**INSTRUCTIONS FOR THE TASK**
If a line in the entries below includes "builder", pick it out and copy it.

**EXTRACTED ENTRIES**

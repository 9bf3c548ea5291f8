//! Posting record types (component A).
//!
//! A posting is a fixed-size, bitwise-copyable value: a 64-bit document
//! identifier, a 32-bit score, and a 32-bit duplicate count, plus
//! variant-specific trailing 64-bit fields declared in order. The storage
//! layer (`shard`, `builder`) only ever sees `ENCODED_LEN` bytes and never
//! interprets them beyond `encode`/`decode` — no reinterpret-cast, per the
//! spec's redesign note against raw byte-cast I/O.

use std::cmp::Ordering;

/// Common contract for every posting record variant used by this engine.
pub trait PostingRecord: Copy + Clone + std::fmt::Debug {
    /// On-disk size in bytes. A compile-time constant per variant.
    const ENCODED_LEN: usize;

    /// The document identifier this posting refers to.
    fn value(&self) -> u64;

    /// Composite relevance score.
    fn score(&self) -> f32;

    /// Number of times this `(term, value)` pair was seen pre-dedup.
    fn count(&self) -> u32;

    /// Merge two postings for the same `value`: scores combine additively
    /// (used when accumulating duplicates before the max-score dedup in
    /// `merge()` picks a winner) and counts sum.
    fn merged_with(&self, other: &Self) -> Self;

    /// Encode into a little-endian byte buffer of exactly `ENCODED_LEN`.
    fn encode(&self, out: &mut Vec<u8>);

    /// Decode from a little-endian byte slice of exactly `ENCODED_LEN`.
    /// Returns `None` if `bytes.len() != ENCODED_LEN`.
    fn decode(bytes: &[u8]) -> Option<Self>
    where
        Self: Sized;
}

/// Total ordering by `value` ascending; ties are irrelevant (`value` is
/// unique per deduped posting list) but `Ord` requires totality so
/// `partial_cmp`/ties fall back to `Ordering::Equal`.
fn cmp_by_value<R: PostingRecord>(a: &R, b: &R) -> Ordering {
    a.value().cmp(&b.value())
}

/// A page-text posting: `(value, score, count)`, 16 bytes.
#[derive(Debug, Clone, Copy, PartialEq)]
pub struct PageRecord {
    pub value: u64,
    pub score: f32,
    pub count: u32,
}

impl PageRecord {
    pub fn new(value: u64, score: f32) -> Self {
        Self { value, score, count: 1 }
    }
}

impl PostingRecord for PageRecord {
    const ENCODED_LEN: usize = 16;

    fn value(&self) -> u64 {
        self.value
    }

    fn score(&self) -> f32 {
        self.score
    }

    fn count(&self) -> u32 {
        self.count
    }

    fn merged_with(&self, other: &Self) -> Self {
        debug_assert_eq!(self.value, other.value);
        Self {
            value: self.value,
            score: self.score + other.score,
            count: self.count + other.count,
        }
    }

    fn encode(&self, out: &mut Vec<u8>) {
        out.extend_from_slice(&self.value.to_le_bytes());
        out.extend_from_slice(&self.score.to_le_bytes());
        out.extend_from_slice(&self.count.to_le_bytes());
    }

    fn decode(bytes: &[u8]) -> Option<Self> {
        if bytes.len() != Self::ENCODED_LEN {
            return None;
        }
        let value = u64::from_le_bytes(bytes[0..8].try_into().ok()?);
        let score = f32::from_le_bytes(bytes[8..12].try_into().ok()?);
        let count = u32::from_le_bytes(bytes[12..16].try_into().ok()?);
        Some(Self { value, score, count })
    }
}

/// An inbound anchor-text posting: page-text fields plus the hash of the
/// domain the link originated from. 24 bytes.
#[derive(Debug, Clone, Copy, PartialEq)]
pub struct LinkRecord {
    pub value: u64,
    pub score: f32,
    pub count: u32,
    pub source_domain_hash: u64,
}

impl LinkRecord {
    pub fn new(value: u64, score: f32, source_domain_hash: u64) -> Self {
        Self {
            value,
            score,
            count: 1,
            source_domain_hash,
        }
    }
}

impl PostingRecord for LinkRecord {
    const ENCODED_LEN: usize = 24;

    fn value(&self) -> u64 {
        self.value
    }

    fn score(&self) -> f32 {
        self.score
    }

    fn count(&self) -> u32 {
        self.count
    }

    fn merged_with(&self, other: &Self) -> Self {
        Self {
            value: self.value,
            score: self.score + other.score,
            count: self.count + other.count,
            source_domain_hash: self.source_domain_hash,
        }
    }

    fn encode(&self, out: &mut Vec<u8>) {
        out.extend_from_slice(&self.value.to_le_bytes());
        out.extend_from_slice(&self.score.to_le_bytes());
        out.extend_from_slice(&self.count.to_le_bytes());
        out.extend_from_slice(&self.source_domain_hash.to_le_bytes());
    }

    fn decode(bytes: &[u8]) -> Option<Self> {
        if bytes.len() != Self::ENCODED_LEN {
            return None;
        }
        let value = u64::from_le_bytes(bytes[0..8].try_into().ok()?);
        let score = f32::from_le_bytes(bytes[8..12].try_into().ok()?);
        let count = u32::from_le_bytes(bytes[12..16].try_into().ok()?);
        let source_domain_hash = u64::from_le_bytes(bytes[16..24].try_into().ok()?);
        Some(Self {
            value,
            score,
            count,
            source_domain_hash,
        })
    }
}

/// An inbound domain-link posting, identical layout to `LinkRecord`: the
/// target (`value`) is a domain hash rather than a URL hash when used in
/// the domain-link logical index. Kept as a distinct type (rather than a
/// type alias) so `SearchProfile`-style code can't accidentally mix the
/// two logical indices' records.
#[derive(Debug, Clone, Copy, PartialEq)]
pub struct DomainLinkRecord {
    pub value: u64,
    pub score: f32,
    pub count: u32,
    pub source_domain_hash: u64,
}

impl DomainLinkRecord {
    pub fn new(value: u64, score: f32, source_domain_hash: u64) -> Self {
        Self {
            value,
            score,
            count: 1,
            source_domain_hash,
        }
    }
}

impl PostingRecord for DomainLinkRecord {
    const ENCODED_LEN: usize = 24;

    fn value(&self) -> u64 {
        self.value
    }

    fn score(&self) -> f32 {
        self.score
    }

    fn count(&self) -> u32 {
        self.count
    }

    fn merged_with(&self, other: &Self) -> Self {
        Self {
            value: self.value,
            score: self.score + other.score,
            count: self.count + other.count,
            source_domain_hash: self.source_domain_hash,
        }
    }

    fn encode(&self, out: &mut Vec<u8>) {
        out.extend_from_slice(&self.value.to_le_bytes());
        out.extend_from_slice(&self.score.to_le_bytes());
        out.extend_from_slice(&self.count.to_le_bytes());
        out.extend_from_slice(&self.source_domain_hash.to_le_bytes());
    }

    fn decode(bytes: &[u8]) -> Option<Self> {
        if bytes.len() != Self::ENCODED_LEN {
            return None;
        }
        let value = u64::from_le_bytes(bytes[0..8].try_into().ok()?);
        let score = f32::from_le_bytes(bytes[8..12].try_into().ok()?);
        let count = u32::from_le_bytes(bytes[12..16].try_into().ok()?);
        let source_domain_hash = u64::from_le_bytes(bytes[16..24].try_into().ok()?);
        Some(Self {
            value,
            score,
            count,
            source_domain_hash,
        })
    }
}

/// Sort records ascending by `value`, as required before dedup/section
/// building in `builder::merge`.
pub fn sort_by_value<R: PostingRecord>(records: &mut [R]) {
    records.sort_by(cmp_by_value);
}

**EXERCISE OUTPUT**
//! layer (`shard`, `builder`) only ever sees `ENCODED_LEN` bytes and never
/// building in `builder::merge`.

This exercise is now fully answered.